Exercise input Block Start

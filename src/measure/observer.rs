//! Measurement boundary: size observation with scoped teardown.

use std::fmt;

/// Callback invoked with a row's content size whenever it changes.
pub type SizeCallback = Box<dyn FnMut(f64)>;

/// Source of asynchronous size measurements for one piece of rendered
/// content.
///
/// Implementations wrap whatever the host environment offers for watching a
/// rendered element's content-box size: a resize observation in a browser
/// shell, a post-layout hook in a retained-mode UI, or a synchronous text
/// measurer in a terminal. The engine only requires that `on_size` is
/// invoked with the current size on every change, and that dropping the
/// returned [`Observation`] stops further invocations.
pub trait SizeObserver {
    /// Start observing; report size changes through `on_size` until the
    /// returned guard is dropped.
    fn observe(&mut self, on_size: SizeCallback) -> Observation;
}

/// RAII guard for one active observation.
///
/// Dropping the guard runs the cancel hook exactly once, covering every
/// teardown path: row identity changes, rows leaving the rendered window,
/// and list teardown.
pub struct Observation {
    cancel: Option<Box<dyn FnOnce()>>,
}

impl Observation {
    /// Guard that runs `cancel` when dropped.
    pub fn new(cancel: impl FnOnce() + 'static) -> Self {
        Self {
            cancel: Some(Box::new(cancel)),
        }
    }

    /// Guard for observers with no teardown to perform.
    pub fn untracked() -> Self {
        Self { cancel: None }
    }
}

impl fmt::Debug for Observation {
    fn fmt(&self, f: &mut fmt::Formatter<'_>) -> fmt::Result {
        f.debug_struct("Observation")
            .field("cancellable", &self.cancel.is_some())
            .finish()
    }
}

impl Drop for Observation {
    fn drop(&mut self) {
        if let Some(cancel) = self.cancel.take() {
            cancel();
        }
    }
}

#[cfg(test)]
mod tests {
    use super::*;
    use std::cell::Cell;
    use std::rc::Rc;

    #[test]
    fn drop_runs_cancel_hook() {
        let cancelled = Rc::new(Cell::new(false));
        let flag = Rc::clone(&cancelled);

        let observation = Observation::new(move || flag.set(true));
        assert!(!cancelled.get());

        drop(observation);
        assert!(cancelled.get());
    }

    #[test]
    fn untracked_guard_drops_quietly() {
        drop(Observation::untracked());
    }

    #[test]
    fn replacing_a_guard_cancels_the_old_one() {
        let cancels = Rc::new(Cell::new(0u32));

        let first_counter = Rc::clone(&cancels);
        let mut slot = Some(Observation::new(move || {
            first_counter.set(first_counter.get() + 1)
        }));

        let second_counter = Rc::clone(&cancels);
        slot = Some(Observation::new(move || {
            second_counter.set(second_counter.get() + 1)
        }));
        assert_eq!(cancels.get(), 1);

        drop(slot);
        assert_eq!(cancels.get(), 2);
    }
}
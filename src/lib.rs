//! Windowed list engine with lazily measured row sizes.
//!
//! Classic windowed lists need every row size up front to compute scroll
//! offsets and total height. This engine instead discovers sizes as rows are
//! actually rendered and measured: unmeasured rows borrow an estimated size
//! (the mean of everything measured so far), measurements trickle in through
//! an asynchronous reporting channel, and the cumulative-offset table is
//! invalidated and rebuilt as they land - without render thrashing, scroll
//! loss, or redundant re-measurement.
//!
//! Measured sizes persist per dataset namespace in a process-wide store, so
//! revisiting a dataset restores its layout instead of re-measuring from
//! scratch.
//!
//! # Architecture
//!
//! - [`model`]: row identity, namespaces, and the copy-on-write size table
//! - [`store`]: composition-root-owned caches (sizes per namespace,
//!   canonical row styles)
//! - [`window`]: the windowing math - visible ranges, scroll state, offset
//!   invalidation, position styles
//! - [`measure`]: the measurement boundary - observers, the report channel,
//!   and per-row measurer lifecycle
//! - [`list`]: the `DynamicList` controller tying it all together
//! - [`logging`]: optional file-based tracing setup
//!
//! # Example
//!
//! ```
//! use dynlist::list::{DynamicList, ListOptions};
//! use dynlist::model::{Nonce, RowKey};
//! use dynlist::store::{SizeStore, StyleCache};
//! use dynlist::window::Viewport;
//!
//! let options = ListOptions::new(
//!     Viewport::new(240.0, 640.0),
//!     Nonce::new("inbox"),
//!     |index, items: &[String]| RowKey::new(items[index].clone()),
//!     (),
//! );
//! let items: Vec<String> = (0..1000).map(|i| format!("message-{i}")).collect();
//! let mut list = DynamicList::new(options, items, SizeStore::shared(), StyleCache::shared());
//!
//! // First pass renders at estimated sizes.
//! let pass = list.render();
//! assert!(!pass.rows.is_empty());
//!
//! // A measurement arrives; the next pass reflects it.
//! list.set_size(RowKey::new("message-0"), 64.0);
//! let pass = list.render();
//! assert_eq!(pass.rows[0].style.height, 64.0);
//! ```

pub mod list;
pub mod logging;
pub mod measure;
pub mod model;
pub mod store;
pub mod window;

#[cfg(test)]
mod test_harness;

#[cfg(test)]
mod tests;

Exercise input Block End

** Exercise objective **
All the lines that hold the word "message" must appear in the answer, copied from the records.

** Solution for this task **
//! let items: Vec<String> = (0..1000).map(|i| format!("message-{i}")).collect();
//! list.set_size(RowKey::new("message-0"), 64.0);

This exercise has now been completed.